The task
Filter the entries beneath this task, copying only the lines that hold the word "static".
Working data section start
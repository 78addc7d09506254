//! Block model → domain records.
//!
//! The stages mirror the document structure: [`table`] pairs category
//! headings with their table paragraphs, [`rows`] groups a table's inlines
//! into per-entry stubs, [`entry`] and [`category`] normalize stubs and
//! index labels into the final JSON records.

mod category;
mod entry;
mod rows;
mod slug;
mod table;

pub use category::{Category, format_categories};
pub use entry::{Entry, format_resources};
pub use rows::{EntryStub, GroupedTable, group_rows};
pub use slug::slugify;
pub use table::{Table, find_index_list, index_labels, separate_tables};
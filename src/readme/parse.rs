//! Markdown → block model via pulldown-cmark.
//!
//! The tables extension is intentionally left off: entry tables must come
//! through as plain paragraphs (header text run, then alternating link and
//! text nodes) because that is the shape the row walker consumes.

use pulldown_cmark::{Event, Options, Parser, Tag, TagEnd};

use super::block::{Block, Inline};

/// Parse a README into its top-level block sequence.
pub fn parse_readme(text: &str) -> Vec<Block> {
    let parser = Parser::new_ext(text, Options::empty());
    let mut state = ParserState::default();
    for event in parser {
        state.handle(event);
    }
    state.blocks
}

/// Incremental builder driven by the pulldown-cmark event stream.
#[derive(Default)]
struct ParserState {
    blocks: Vec<Block>,

    /// Open heading: level and accumulated text.
    heading: Option<(u8, String)>,

    /// Nesting depth of lists; items are only collected at depth 1.
    list_depth: usize,
    list_items: Vec<String>,
    item_text: String,
    item_label: Option<String>,
    item_link: Option<String>,

    /// Open top-level paragraph.
    paragraph: Option<Vec<Inline>>,
    /// Open link inside that paragraph: destination and accumulated label.
    link: Option<(String, String)>,

    /// Nesting depth of blocks we pass over (blockquotes, code, HTML).
    skip_depth: usize,
}

impl ParserState {
    fn handle(&mut self, event: Event<'_>) {
        if self.skip_depth > 0 {
            match event {
                Event::Start(tag) if is_skipped(&tag) => self.skip_depth += 1,
                Event::End(tag) if is_skipped_end(&tag) => self.skip_depth -= 1,
                _ => {}
            }
            return;
        }

        match event {
            Event::Start(Tag::Heading { level, .. }) if self.list_depth == 0 => {
                self.heading = Some((level as u8, String::new()));
            }
            Event::End(TagEnd::Heading(_)) => {
                if let Some((level, text)) = self.heading.take() {
                    self.blocks.push(Block::Heading {
                        level,
                        text: text.trim().to_string(),
                    });
                }
            }

            Event::Start(Tag::List(_)) => {
                self.list_depth += 1;
                if self.list_depth == 1 {
                    self.list_items.clear();
                }
            }
            Event::End(TagEnd::List(_)) => {
                self.list_depth = self.list_depth.saturating_sub(1);
                if self.list_depth == 0 {
                    let items = std::mem::take(&mut self.list_items);
                    self.blocks.push(Block::List { items });
                }
            }
            Event::Start(Tag::Item) if self.list_depth == 1 => {
                self.item_text.clear();
                self.item_label = None;
            }
            Event::End(TagEnd::Item) if self.list_depth == 1 => {
                let label = self
                    .item_label
                    .take()
                    .unwrap_or_else(|| self.item_text.trim().to_string());
                self.list_items.push(label);
            }

            Event::Start(Tag::Paragraph) if self.list_depth == 0 => {
                self.paragraph = Some(Vec::new());
            }
            Event::End(TagEnd::Paragraph) if self.list_depth == 0 => {
                if let Some(inlines) = self.paragraph.take() {
                    self.blocks.push(Block::Paragraph { inlines });
                }
            }

            Event::Start(Tag::Link { dest_url, .. }) => {
                if self.heading.is_some() {
                    // Heading text is flattened; the label flows into it.
                } else if self.list_depth > 0 {
                    self.item_link = Some(String::new());
                } else if self.paragraph.is_some() {
                    self.link = Some((dest_url.to_string(), String::new()));
                }
            }
            Event::End(TagEnd::Link) => {
                if let Some(label) = self.item_link.take() {
                    // First link in the item names the category.
                    if self.list_depth == 1 && self.item_label.is_none() {
                        self.item_label = Some(label);
                    }
                } else if let Some((url, label)) = self.link.take() {
                    if let Some(inlines) = self.paragraph.as_mut() {
                        inlines.push(Inline::Link { url, label });
                    }
                }
            }

            Event::Text(text) => self.push_text(&text),
            Event::Code(code) => self.push_text(&code),
            Event::SoftBreak | Event::HardBreak => {
                if self.paragraph.is_some() && self.link.is_none() {
                    self.push_text("\n");
                } else {
                    self.push_text(" ");
                }
            }

            Event::Start(tag) if is_skipped(&tag) => {
                self.blocks.push(Block::Other);
                self.skip_depth += 1;
            }
            Event::Rule => self.blocks.push(Block::Other),

            _ => {}
        }
    }

    /// Route a text fragment to whichever node is currently open.
    fn push_text(&mut self, text: &str) {
        if let Some((_, buf)) = self.heading.as_mut() {
            buf.push_str(text);
        } else if let Some(label) = self.item_link.as_mut() {
            label.push_str(text);
        } else if self.list_depth > 0 {
            if self.list_depth == 1 {
                self.item_text.push_str(text);
            }
        } else if let Some((_, label)) = self.link.as_mut() {
            label.push_str(text);
        } else if let Some(inlines) = self.paragraph.as_mut() {
            match inlines.last_mut() {
                Some(Inline::Text(buf)) => buf.push_str(text),
                _ => inlines.push(Inline::Text(text.to_string())),
            }
        }
    }
}

fn is_skipped(tag: &Tag<'_>) -> bool {
    matches!(
        tag,
        Tag::BlockQuote(_)
            | Tag::CodeBlock(_)
            | Tag::HtmlBlock
            | Tag::FootnoteDefinition(_)
            | Tag::Table(_)
    )
}

fn is_skipped_end(tag: &TagEnd) -> bool {
    matches!(
        tag,
        TagEnd::BlockQuote(_)
            | TagEnd::CodeBlock
            | TagEnd::HtmlBlock
            | TagEnd::FootnoteDefinition
            | TagEnd::Table
    )
}
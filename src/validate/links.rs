//! Duplicate link detection.

use std::collections::HashMap;
use std::sync::OnceLock;

use regex::Regex;

/// Only links after the index are considered; everything above it is prose.
const INDEX_MARKER: &str = "## Index";

fn url_re() -> &'static Regex {
    static RE: OnceLock<Regex> = OnceLock::new();
    RE.get_or_init(|| Regex::new(r#"(?:https?://|www\d{0,3}\.)[^\s()<>"'\]]+"#).unwrap())
}

/// All URLs appearing in `text`, in order of appearance.
pub fn find_links_in_text(text: &str) -> Vec<String> {
    url_re()
        .find_iter(text)
        .map(|m| {
            m.as_str()
                .trim_end_matches(['.', ',', ';', ':', '!', '?'])
                .to_string()
        })
        .collect()
}

/// URLs listed more than once after the `## Index` marker, each reported
/// once. Trailing slashes are ignored when comparing.
pub fn duplicate_links(text: &str) -> Vec<String> {
    let content = match text.find(INDEX_MARKER) {
        Some(pos) => &text[pos..],
        None => text,
    };
    check_duplicate_links(&find_links_in_text(content))
}

fn check_duplicate_links(links: &[String]) -> Vec<String> {
    let mut seen: HashMap<&str, u32> = HashMap::new();
    let mut duplicates = Vec::new();
    for link in links {
        let link = link.trim_end_matches('/');
        let count = seen.entry(link).or_insert(0);
        *count += 1;
        if *count == 2 {
            duplicates.push(link.to_string());
        }
    }
    duplicates
}
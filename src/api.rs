use crate::errors::{AppError, AppResult};
use crate::models::{NewRecord, Person, Record};
use chrono::NaiveDate;
use reqwest::{Client, Response};
use serde::Deserialize;
use std::time::Duration;

#[derive(Debug, Deserialize)]
struct ApiDetail {
    detail: String,
}

/// Query parameters for `GET /api/records`.
#[derive(Debug, Clone, Default)]
pub struct RecordQuery {
    pub person: Option<String>,
    pub date: Option<NaiveDate>,
    pub date_gte: Option<NaiveDate>,
    pub date_lte: Option<NaiveDate>,
    pub limit: Option<usize>,
    pub skip: Option<usize>,
}

impl RecordQuery {
    pub fn for_person_on(person: &str, date: NaiveDate) -> Self {
        Self {
            person: Some(person.to_string()),
            date: Some(date),
            ..Self::default()
        }
    }

    fn params(&self) -> Vec<(&'static str, String)> {
        let mut params = Vec::new();
        if let Some(person) = &self.person {
            params.push(("person", person.clone()));
        }
        if let Some(date) = self.date {
            params.push(("date", date.to_string()));
        }
        if let Some(date_gte) = self.date_gte {
            params.push(("date_gte", date_gte.to_string()));
        }
        if let Some(date_lte) = self.date_lte {
            params.push(("date_lte", date_lte.to_string()));
        }
        if let Some(limit) = self.limit {
            params.push(("limit", limit.to_string()));
        }
        if let Some(skip) = self.skip {
            params.push(("skip", skip.to_string()));
        }
        params
    }
}

#[derive(Debug, Clone)]
pub struct ApiClient {
    http: Client,
    base: String,
}

impl ApiClient {
    pub fn new(base_url: &str) -> AppResult<Self> {
        let http = Client::builder().timeout(Duration::from_secs(10)).build()?;
        Ok(Self {
            http,
            base: base_url.trim_end_matches('/').to_string(),
        })
    }

    pub async fn persons(&self) -> AppResult<Vec<Person>> {
        let response = self
            .http
            .get(format!("{}/api/persons", self.base))
            .send()
            .await?;
        Ok(Self::check(response).await?.json().await?)
    }

    pub async fn create_person(&self, name: &str) -> AppResult<Person> {
        let response = self
            .http
            .post(format!("{}/api/persons", self.base))
            .form(&[("name", name)])
            .send()
            .await?;
        Ok(Self::check(response).await?.json().await?)
    }

    pub async fn rename_person(&self, id: i64, name: &str) -> AppResult<Person> {
        let response = self
            .http
            .put(format!("{}/api/persons/{id}", self.base))
            .form(&[("name", name)])
            .send()
            .await?;
        Ok(Self::check(response).await?.json().await?)
    }

    pub async fn delete_person(&self, id: i64) -> AppResult<()> {
        let response = self
            .http
            .delete(format!("{}/api/persons/{id}", self.base))
            .send()
            .await?;
        Self::check(response).await?;
        Ok(())
    }

    pub async fn records(&self, query: &RecordQuery) -> AppResult<Vec<Record>> {
        let response = self
            .http
            .get(format!("{}/api/records", self.base))
            .query(&query.params())
            .send()
            .await?;
        Ok(Self::check(response).await?.json().await?)
    }

    pub async fn create_record(&self, record: &NewRecord) -> AppResult<Record> {
        let response = self
            .http
            .post(format!("{}/api/records", self.base))
            .form(record)
            .send()
            .await?;
        Ok(Self::check(response).await?.json().await?)
    }

    pub async fn delete_record(&self, id: i64) -> AppResult<()> {
        let response = self
            .http
            .delete(format!("{}/api/records/{id}", self.base))
            .send()
            .await?;
        Self::check(response).await?;
        Ok(())
    }

    async fn check(response: Response) -> AppResult<Response> {
        let status = response.status();
        if status.is_success() {
            return Ok(response);
        }
        let detail = match response.json::<ApiDetail>().await {
            Ok(body) => body.detail,
            Err(_) => status
                .canonical_reason()
                .unwrap_or("request failed")
                .to_string(),
        };
        Err(AppError::Api {
            status: status.as_u16(),
            detail,
        })
    }
}
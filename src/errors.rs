use thiserror::Error;

#[derive(Error, Debug)]
pub enum AppError {
    #[error("request failed: {0}")]
    Http(#[from] reqwest::Error),

    /// Structured rejection from the API. `detail` is shown to the user
    /// verbatim.
    #[error("{detail}")]
    Api { status: u16, detail: String },

    #[error("I/O error: {0}")]
    Io(#[from] std::io::Error),

    #[error("invalid JSON: {0}")]
    Json(#[from] serde_json::Error),

    #[error("invalid input: {0}")]
    InvalidInput(String),
}

pub type AppResult<T> = Result<T, AppError>;
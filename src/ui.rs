use crate::engine::{CounterHandle, CounterState};
use crate::report::ReportView;
use chrono::NaiveDate;
use std::fmt::Write;

/// Renders the quick-record panel: one line per tracked person.
pub fn render_board(date: NaiveDate, counters: &[(String, CounterHandle)]) -> String {
    let mut out = String::new();
    let _ = writeln!(out, "{date}");
    if counters.is_empty() {
        out.push_str("  (no persons tracked)\n");
        return out;
    }
    let width = counters
        .iter()
        .map(|(name, _)| name.chars().count())
        .max()
        .unwrap_or(0);
    for (name, handle) in counters {
        let marker = match handle.state {
            CounterState::Idle => ' ',
            CounterState::OptimisticallyUpdated => '~',
            CounterState::Reconciling => '*',
        };
        let _ = writeln!(out, "  {name:width$}  {:>4}{marker}", handle.displayed);
    }
    out
}

pub fn render_report(view: &ReportView) -> String {
    let mut out = String::new();
    let stats = view.stats();
    let _ = writeln!(
        out,
        "records: {}  total: {}  avg/record: {:.1}  max: {}",
        stats.total_records, stats.total_count, stats.average_count, stats.max_count
    );

    if !view.daily().is_empty() {
        out.push_str("per day:\n");
        for point in view.daily() {
            let _ = writeln!(out, "  {}  {}", point.date, point.total);
        }
    }
    if !view.by_person().is_empty() {
        out.push_str("per person:\n");
        for point in view.by_person() {
            let _ = writeln!(out, "  {}  {}", point.person, point.total);
        }
    }

    if view.page_records().is_empty() {
        out.push_str("no records\n");
        return out;
    }
    out.push_str("\n  id     date        time      person          count\n");
    for record in view.page_records() {
        let time = record
            .time
            .map(|t| t.format("%H:%M:%S").to_string())
            .unwrap_or_else(|| "-".to_string());
        let _ = writeln!(
            out,
            "  {:<6} {}  {:<8}  {:<15} {}",
            record.id, record.date, time, record.person, record.count
        );
    }

    let (start, end) = view.page_range();
    let _ = writeln!(
        out,
        "\nshowing {start}-{end} of {}  page {}/{}  {}",
        view.total_records(),
        view.page(),
        view.total_pages(),
        render_page_bar(view.page(), view.total_pages())
    );
    out
}

#[derive(Debug, Clone, Copy, PartialEq, Eq)]
pub enum PageItem {
    Page(usize),
    Gap,
}

/// Page numbers worth showing for the pagination bar: a window around the
/// current page, widened near either edge, with the first and last pages
/// always present behind gaps.
pub fn page_window(current: usize, total: usize) -> Vec<PageItem> {
    if total <= 1 {
        return Vec::new();
    }

    let mut start = current.saturating_sub(2).max(1);
    let mut end = (current + 2).min(total);
    if current <= 3 {
        end = total.min(5);
    }
    if current + 2 >= total {
        start = total.saturating_sub(4).max(1);
    }

    let mut items = Vec::new();
    if start > 1 {
        items.push(PageItem::Page(1));
        if start > 2 {
            items.push(PageItem::Gap);
        }
    }
    for page in start..=end {
        items.push(PageItem::Page(page));
    }
    if end < total {
        if end < total - 1 {
            items.push(PageItem::Gap);
        }
        items.push(PageItem::Page(total));
    }
    items
}

fn render_page_bar(current: usize, total: usize) -> String {
    let mut out = String::new();
    for item in page_window(current, total) {
        match item {
            PageItem::Page(page) if page == current => {
                let _ = write!(out, "[{page}] ");
            }
            PageItem::Page(page) => {
                let _ = write!(out, "{page} ");
            }
            PageItem::Gap => out.push_str("... "),
        }
    }
    out.trim_end().to_string()
}
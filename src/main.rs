use quickrecord::engine::{QuickOutcome, spawn_reconciler};
use quickrecord::{
    ApiClient, AppError, Config, CounterCache, Engine, RefClock, ReportFilter, ReportView,
    rollover, ui,
};
use tokio::io::{AsyncBufReadExt, BufReader};
use tracing::{info, warn};
use tracing_subscriber::{EnvFilter, fmt};

#[tokio::main]
async fn main() -> Result<(), Box<dyn std::error::Error>> {
    fmt()
        .with_env_filter(EnvFilter::from_default_env().add_directive("info".parse()?))
        .init();

    let config = Config::from_env();
    let clock = RefClock::new(config.utc_offset_hours)
        .ok_or_else(|| format!("invalid UTC offset: {}", config.utc_offset_hours))?;
    let api = ApiClient::new(&config.api_url)?;
    let cache = CounterCache::load(config.cache_path.clone()).await;

    let (engine, events) = Engine::new(api.clone(), clock, cache, config.resync_delay);

    engine.purge_stale().await;
    match engine.refresh_persons().await {
        Ok(names) => info!("tracking {} persons via {}", names.len(), config.api_url),
        Err(err) => warn!("could not load persons: {err}"),
    }

    let reconciler = spawn_reconciler(engine.clone(), events);
    let midnight = rollover::spawn(engine.clone());

    print_board(&engine).await;
    run_repl(&engine, &api, &config).await?;

    midnight.abort();
    reconciler.abort();
    Ok(())
}

async fn run_repl(engine: &Engine, api: &ApiClient, config: &Config) -> Result<(), std::io::Error> {
    let mut report: Option<ReportView> = None;
    let mut lines = BufReader::new(tokio::io::stdin()).lines();
    println!("type 'help' for commands");

    loop {
        tokio::select! {
            _ = tokio::signal::ctrl_c() => break,
            line = lines.next_line() => {
                let Some(line) = line? else { break };
                if !dispatch(engine, api, config, &mut report, line.trim()).await {
                    break;
                }
            }
        }
    }
    Ok(())
}

async fn dispatch(
    engine: &Engine,
    api: &ApiClient,
    config: &Config,
    report: &mut Option<ReportView>,
    line: &str,
) -> bool {
    let mut words = line.split_whitespace();
    let Some(command) = words.next() else {
        return true;
    };
    let rest: Vec<&str> = words.collect();

    match command {
        "quit" | "exit" => return false,
        "help" => print_help(),
        "list" => {
            match engine.refresh_persons().await {
                Ok(_) => print_board(engine).await,
                Err(err) => println!("error: {err}"),
            }
        }
        "sync" => {
            engine.resync_all().await;
            print_board(engine).await;
        }
        "+" | "-" => {
            let Some(person) = join_name(&rest) else {
                println!("usage: {command} <person>");
                return true;
            };
            let outcome = if command == "+" {
                engine.increment(&person).await
            } else {
                engine.decrement(&person).await
            };
            print_outcome(&outcome);
        }
        "report" => match build_filter(&rest) {
            Ok(filter) => {
                let mut view = ReportView::new(api.clone(), filter, config.page_size);
                match view.refresh().await {
                    Ok(()) => {
                        print!("{}", ui::render_report(&view));
                        *report = Some(view);
                    }
                    Err(err) => println!("error: {err}"),
                }
            }
            Err(err) => println!("error: {err}"),
        },
        "page" | "next" | "prev" | "size" => {
            let Some(view) = report.as_mut() else {
                println!("run 'report' first");
                return true;
            };
            let moved = match command {
                "page" => match rest.first().and_then(|value| value.parse().ok()) {
                    Some(page) => view.set_page(page).await,
                    None => {
                        println!("usage: page <n>");
                        return true;
                    }
                },
                "next" => view.next_page().await,
                "prev" => view.prev_page().await,
                _ => match rest.first().and_then(|value| value.parse().ok()) {
                    Some(size) => view.set_page_size(size).await.map(|_| true),
                    None => {
                        println!("usage: size <n>");
                        return true;
                    }
                },
            };
            match moved {
                Ok(true) => print!("{}", ui::render_report(view)),
                Ok(false) => println!("no such page"),
                Err(err) => println!("error: {err}"),
            }
        }
        "del" => {
            let Some(view) = report.as_mut() else {
                println!("run 'report' first");
                return true;
            };
            let Some(id) = rest.first().and_then(|value| value.parse().ok()) else {
                println!("usage: del <record-id>");
                return true;
            };
            match view.delete_record(id).await {
                Ok(person) => {
                    if let Some(person) = person {
                        engine.record_removed(&person);
                    }
                    println!("record {id} deleted");
                    print!("{}", ui::render_report(view));
                }
                Err(err) => println!("error: {err}"),
            }
        }
        "person" => handle_person(engine, api, &rest).await,
        other => println!("unknown command: {other} (try 'help')"),
    }
    true
}

async fn handle_person(engine: &Engine, api: &ApiClient, rest: &[&str]) {
    let result = match rest {
        ["add", name @ ..] if !name.is_empty() => {
            api.create_person(&name.join(" ")).await.map(|person| {
                println!("added {} (id {})", person.name, person.id);
            })
        }
        ["rename", id, name @ ..] if !name.is_empty() => match id.parse() {
            Ok(id) => api.rename_person(id, &name.join(" ")).await.map(|person| {
                println!("renamed to {}", person.name);
            }),
            Err(_) => {
                println!("usage: person rename <id> <name>");
                return;
            }
        },
        ["del", id] => match id.parse() {
            Ok(id) => api.delete_person(id).await.map(|()| {
                println!("person {id} deleted");
            }),
            Err(_) => {
                println!("usage: person del <id>");
                return;
            }
        },
        _ => {
            println!("usage: person add <name> | person rename <id> <name> | person del <id>");
            return;
        }
    };

    match result {
        Ok(()) => {
            // Board membership changed; re-read the person list.
            if let Err(err) = engine.refresh_persons().await {
                warn!("could not reload persons: {err}");
            }
            print_board(engine).await;
        }
        // 400 details (duplicate name, person still has records, ...) are
        // the server's words, shown as-is.
        Err(AppError::Api { detail, .. }) => println!("error: {detail}"),
        Err(err) => println!("error: {err}"),
    }
}

fn build_filter(rest: &[&str]) -> Result<ReportFilter, AppError> {
    let mut filter = ReportFilter::default();
    for part in rest {
        match part.split_once('=') {
            Some(("person", value)) => filter.person = Some(value.to_string()),
            Some(("from", value)) => {
                filter.date_gte = Some(value.parse().map_err(|_| {
                    AppError::InvalidInput(format!("bad date: {value}"))
                })?);
            }
            Some(("to", value)) => {
                filter.date_lte = Some(value.parse().map_err(|_| {
                    AppError::InvalidInput(format!("bad date: {value}"))
                })?);
            }
            _ => {
                return Err(AppError::InvalidInput(format!(
                    "unknown filter: {part} (use person=, from=, to=)"
                )));
            }
        }
    }
    Ok(filter)
}

fn join_name(rest: &[&str]) -> Option<String> {
    if rest.is_empty() {
        None
    } else {
        Some(rest.join(" "))
    }
}

async fn print_board(engine: &Engine) {
    let snapshot = engine.board_snapshot().await;
    print!("{}", ui::render_board(engine.clock().today(), &snapshot));
}

fn print_outcome(outcome: &QuickOutcome) {
    match outcome {
        QuickOutcome::AtFloor => println!("already at zero"),
        QuickOutcome::Added { person, count } => println!("{person}: {count}"),
        QuickOutcome::Deleted { person, count } => println!("{person}: {count}"),
        QuickOutcome::NothingToDelete { person, count } => {
            println!("{person} has no records today; counter stays at {count}")
        }
        QuickOutcome::Failed { person, count, detail } => {
            println!("{person}: {detail} (counter restored to {count})")
        }
    }
}

fn print_help() {
    println!(
        "\
commands:
  list                         reload persons and today's counters
  + <person> / - <person>      quick increment / decrement
  sync                         resync all counters from the server
  report [person=N] [from=D] [to=D]
  page <n> | next | prev | size <n>
  del <record-id>              delete a record from the open report
  person add <name> | person rename <id> <name> | person del <id>
  quit"
    );
}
Working data section end
Task result
fn url_re() -> &'static Regex {
    static RE: OnceLock<Regex> = OnceLock::new();
    fn params(&self) -> Vec<(&'static str, String)> {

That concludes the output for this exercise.